Records for the task: Begin

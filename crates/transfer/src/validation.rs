use crate::TransferError;

/// Longest accepted storage key.
const MAX_KEY_LEN: usize = 128;

/// Validates that a transfer id is safe to use as a backing file name.
///
/// Transfer ids come from the remote peer, so they are restricted to ASCII
/// alphanumerics, `-`, `_` and `.`, and may not be `.` or `..`.
pub fn validate_storage_key(key: &str) -> Result<(), TransferError> {
    if key.is_empty() {
        return Err(TransferError::InvalidKey("empty key".into()));
    }

    if key.len() > MAX_KEY_LEN {
        return Err(TransferError::InvalidKey(format!(
            "key longer than {MAX_KEY_LEN} bytes"
        )));
    }

    if key == "." || key == ".." {
        return Err(TransferError::InvalidKey(format!(
            "reserved name not allowed: {key}"
        )));
    }

    if let Some(c) = key
        .chars()
        .find(|c| !(c.is_ascii_alphanumeric() || matches!(c, '-' | '_' | '.')))
    {
        return Err(TransferError::InvalidKey(format!(
            "character {c:?} not allowed in {key}"
        )));
    }

    Ok(())
}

Records for the task: End

**Activity**
Return each line above exactly as it appears.

**Answer below**
filename crates/transfer/src/validation.rs
use crate::TransferError;

/// Longest accepted storage key.
const MAX_KEY_LEN: usize = 128;

/// Validates that a transfer id is safe to use as a backing file name.
///
/// Transfer ids come from the remote peer, so they are restricted to ASCII
/// alphanumerics, `-`, `_` and `.`, and may not be `.` or `..`.
pub fn validate_storage_key(key: &str) -> Result<(), TransferError> {
    if key.is_empty() {
        return Err(TransferError::InvalidKey("empty key".into()));
    }

    if key.len() > MAX_KEY_LEN {
        return Err(TransferError::InvalidKey(format!(
            "key longer than {MAX_KEY_LEN} bytes"
        )));
    }

    if key == "." || key == ".." {
        return Err(TransferError::InvalidKey(format!(
            "reserved name not allowed: {key}"
        )));
    }

    if let Some(c) = key
        .chars()
        .find(|c| !(c.is_ascii_alphanumeric() || matches!(c, '-' | '_' | '.')))
    {
        return Err(TransferError::InvalidKey(format!(
            "character {c:?} not allowed in {key}"
        )));
    }

    Ok(())
}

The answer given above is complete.